The central role of marketers in any business is to identify how to create better value for customers in ways which drive sustainable, profitable growth. This involves a combination of insightful market segmentation and smart commercial thinking.
But it also requires that the primary differentiating benefits the business will offer its customers are defined and expressed in ways which will inspire, engage and provide direction for everyone involved.
Not only is this vital to generate interest and demand from customers for the company’s brand proposition, it also helps drive greater engagement and commitment from people within the business itself to actually deliver the benefits promised to customers in practice. By creating brands that are based on ideals, everyone has more to buy into – customers and employees alike.
We have just completed the first phase of this year’s The Marketing Society's International Marketing Leaders Programme 2012 run in partnership with Brand Learning, the leadership development initiative run by the Marketing Society in association with Brand Learning.
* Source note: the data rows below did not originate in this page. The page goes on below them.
//! Spawning of external tools with captured output and an optional timeout.

use std::{
    ffi::OsString,
    path::{Path, PathBuf},
    process::Stdio,
    time::Duration,
};

use thiserror::Error;
use tokio::process::Command;

#[derive(Debug, Error)]
pub enum ProcessError {
    #[error("Failed to spawn '{}': {source}", program.display())]
    Spawn {
        program: PathBuf,
        #[source]
        source: std::io::Error,
    },
    #[error("Failed to wait for '{}': {source}", program.display())]
    Wait {
        program: PathBuf,
        #[source]
        source: std::io::Error,
    },
    #[error("'{}' did not finish within {}s", program.display(), after.as_secs())]
    TimedOut { program: PathBuf, after: Duration },
}

/// A fully described child process.
#[derive(Debug, Clone)]
pub struct ToolCommand {
    pub program: PathBuf,
    pub args: Vec<OsString>,
    pub cwd: PathBuf,
    pub env: Vec<(&'static str, OsString)>,
    pub timeout: Option<Duration>,
}

impl ToolCommand {
    #[must_use]
    pub fn new(program: impl Into<PathBuf>, cwd: impl Into<PathBuf>) -> Self {
        Self {
            program: program.into(),
            args: vec![],
            cwd: cwd.into(),
            env: vec![],
            timeout: None,
        }
    }

    #[must_use]
    pub fn args<I, S>(mut self, args: I) -> Self
    where
        I: IntoIterator<Item = S>,
        S: Into<OsString>,
    {
        self.args.extend(args.into_iter().map(Into::into));
        self
    }

    #[must_use]
    pub fn arg(mut self, arg: impl Into<OsString>) -> Self {
        self.args.push(arg.into());
        self
    }

    #[must_use]
    pub fn envs(mut self, env: Vec<(&'static str, OsString)>) -> Self {
        self.env.extend(env);
        self
    }

    #[must_use]
    pub const fn timeout(mut self, timeout: Option<Duration>) -> Self {
        self.timeout = timeout;
        self
    }

    fn display(&self) -> String {
        std::iter::once(self.program.as_os_str())
            .chain(self.args.iter().map(OsString::as_os_str))
            .map(|x| x.to_string_lossy())
            .collect::<Vec<_>>()
            .join(" ")
    }
}

/// Captured result of a finished child process.
#[derive(Debug, Clone, Default, PartialEq, Eq)]
pub struct ProcessOutput {
    /// `None` when the process was terminated by a signal
    pub code: Option<i32>,
    pub stdout: String,
    pub stderr: String,
}

/// Runs `command` to completion with stdin closed and both output streams
/// captured. The child is killed if the timeout elapses.
///
/// # Errors
///
/// * [`ProcessError::Spawn`] if the program cannot be started
/// * [`ProcessError::Wait`] if waiting for the program fails
/// * [`ProcessError::TimedOut`] if the program outlives the timeout
pub async fn run(command: &ToolCommand) -> Result<ProcessOutput, ProcessError> {
    log::debug!("Running `{}` in '{}'", command.display(), command.cwd.display());

    let child = Command::new(&command.program)
        .args(&command.args)
        .current_dir(&command.cwd)
        .envs(command.env.iter().map(|(key, value)| (*key, value)))
        .stdin(Stdio::null())
        .stdout(Stdio::piped())
        .stderr(Stdio::piped())
        .kill_on_drop(true)
        .spawn()
        .map_err(|source| ProcessError::Spawn {
            program: command.program.clone(),
            source,
        })?;

    let output = match command.timeout {
        Some(after) => tokio::time::timeout(after, child.wait_with_output())
            .await
            .map_err(|_| ProcessError::TimedOut {
                program: command.program.clone(),
                after,
            })?,
        None => child.wait_with_output().await,
    }
    .map_err(|source| ProcessError::Wait {
        program: command.program.clone(),
        source,
    })?;

    let output = ProcessOutput {
        code: output.status.code(),
        stdout: String::from_utf8_lossy(&output.stdout).into_owned(),
        stderr: String::from_utf8_lossy(&output.stderr).into_owned(),
    };

    polylint_logging::debug_or_trace!(
        (
            "`{}` exited {:?}",
            display_program(&command.program),
            output.code
        ),
        (
            "`{}` exited {:?}\nstdout:\n{}\nstderr:\n{}",
            display_program(&command.program),
            output.code,
            output.stdout,
            output.stderr
        )
    );

    Ok(output)
}

fn display_program(program: &Path) -> String {
    program
        .file_name()
        .unwrap_or(program.as_os_str())
        .to_string_lossy()
        .into_owned()
}
//! Result types and the JSON files that hand results between stages.
//!
//! Both `output.json` and `normalized_output.json` have the same shape: a
//! JSON object from image filename to an array of line strings. A
//! [`ResultMap`] is a `BTreeMap`, so keys always serialise in lexicographic
//! order and two runs over the same folder produce byte-identical files.

use crate::error::{NormalizeError, ShotOcrError};
use serde::{Deserialize, Serialize};
use std::collections::BTreeMap;
use std::path::Path;
use tracing::debug;

/// Filename → cleaned lines, in first-occurrence order.
pub type ResultMap = BTreeMap<String, Vec<String>>;

/// One screenshot after OCR and local cleaning.
#[derive(Debug, Clone, PartialEq, Eq, Serialize, Deserialize)]
pub struct ImageRecord {
    pub filename: String,
    /// Text exactly as tesseract returned it.
    pub raw_text: String,
    /// Cleaned, deduplicated lines.
    pub lines: Vec<String>,
    /// Non-blank raw lines the cleaner rejected.
    pub discarded: usize,
    /// Cleaned lines dropped because an identical line came earlier.
    pub duplicates: usize,
}

/// Aggregate counters for an extraction run.
#[derive(Debug, Clone, Default, PartialEq, Eq, Serialize, Deserialize)]
pub struct ExtractionStats {
    pub files: usize,
    pub raw_lines: usize,
    pub kept_lines: usize,
    pub discarded_lines: usize,
    pub duplicate_lines: usize,
    pub total_duration_ms: u64,
}

/// Everything an extraction run produced.
#[derive(Debug, Clone, Serialize, Deserialize)]
pub struct ExtractionReport {
    pub results: ResultMap,
    pub records: Vec<ImageRecord>,
    pub stats: ExtractionStats,
}

/// Where a file ended up after the normalisation stage.
#[derive(Debug, Clone, PartialEq, Eq, Serialize, Deserialize)]
pub enum NormalizationState {
    /// The model's answer replaced the local lines.
    Normalized,
    /// The call failed; the local lines were kept unchanged.
    FallbackOriginal { reason: NormalizeError },
}

/// Per-file normalisation outcome.
#[derive(Debug, Clone, PartialEq, Eq, Serialize, Deserialize)]
pub struct FileOutcome {
    pub filename: String,
    pub state: NormalizationState,
    pub lines_in: usize,
    pub lines_out: usize,
    pub input_tokens: usize,
    pub output_tokens: usize,
    pub duration_ms: u64,
}

impl FileOutcome {
    pub fn is_fallback(&self) -> bool {
        matches!(self.state, NormalizationState::FallbackOriginal { .. })
    }
}

/// Aggregate counters for a normalisation run.
#[derive(Debug, Clone, Default, PartialEq, Eq, Serialize, Deserialize)]
pub struct NormalizationStats {
    pub files: usize,
    pub normalized_files: usize,
    pub fallback_files: usize,
    pub total_input_tokens: u64,
    pub total_output_tokens: u64,
    pub total_duration_ms: u64,
}

/// Everything a normalisation run produced.
#[derive(Debug, Clone, Serialize, Deserialize)]
pub struct NormalizationReport {
    pub results: ResultMap,
    pub outcomes: Vec<FileOutcome>,
    pub stats: NormalizationStats,
}

/// Serialise a result map as pretty JSON (2-space indent, UTF-8, trailing newline).
///
/// `serde_json` writes non-ASCII characters verbatim, so Japanese and
/// Bengali text stays readable in the file.
pub fn to_json(results: &ResultMap) -> Result<String, ShotOcrError> {
    let mut json = serde_json::to_string_pretty(results)
        .map_err(|e| ShotOcrError::Internal(format!("serialise results: {e}")))?;
    json.push('\n');
    Ok(json)
}

/// Read a results file written by either stage.
pub async fn read_results(path: impl AsRef<Path>) -> Result<ResultMap, ShotOcrError> {
    let path = path.as_ref();
    let text = tokio::fs::read_to_string(path)
        .await
        .map_err(|e| ShotOcrError::ResultsReadFailed {
            path: path.to_path_buf(),
            source: e,
        })?;
    let map: ResultMap =
        serde_json::from_str(&text).map_err(|e| ShotOcrError::ResultsParseFailed {
            path: path.to_path_buf(),
            source: e,
        })?;
    debug!("Read {} entries from {}", map.len(), path.display());
    Ok(map)
}

/// Write a results file.
///
/// Uses atomic write (temp file + rename) to prevent partial files.
pub async fn write_results(
    path: impl AsRef<Path>,
    results: &ResultMap,
) -> Result<(), ShotOcrError> {
    let path = path.as_ref();
    let json = to_json(results)?;

    if let Some(parent) = path.parent().filter(|p| !p.as_os_str().is_empty()) {
        tokio::fs::create_dir_all(parent)
            .await
            .map_err(|e| ShotOcrError::OutputWriteFailed {
                path: path.to_path_buf(),
                source: e,
            })?;
    }

    let tmp_path = path.with_extension("json.tmp");
    tokio::fs::write(&tmp_path, json.as_bytes())
        .await
        .map_err(|e| ShotOcrError::OutputWriteFailed {
            path: path.to_path_buf(),
            source: e,
        })?;

    tokio::fs::rename(&tmp_path, path)
        .await
        .map_err(|e| ShotOcrError::OutputWriteFailed {
            path: path.to_path_buf(),
            source: e,
        })?;

    debug!("Wrote {} entries to {}", results.len(), path.display());
    Ok(())
}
In this year’s discussions, the role of brands in providing an inspiring purpose for organisations came up several times. Ian Crook, Marketing Director for Tesco.com, spoke about the importance over the years of Every Little Helps as a translation of their core value – “No One Tries Harder For Customers”. Kerris Bright, former CMO at Akzo Nobel, also described the galvanising impact of Dulux’s mission to use colour to transform the environment in which people live.
Stephen Lehane, Corporate HR Director at Alliance Boots, talked of the need to “excite people in the organisation to higher performance”. His colleague, Torvald Veale – International Brands Development Director – explains further: “Boots has re-energised its retail business using the idea ‘Feel Good’. It’s about people feeling good about themselves, looking good and having confidence. The idea has captured that internal sense of ‘that’s what we stand for’. In an organisation with so many thousands of people who are themselves really passionate about the business, giving them a clear sense of purpose has been transforming.”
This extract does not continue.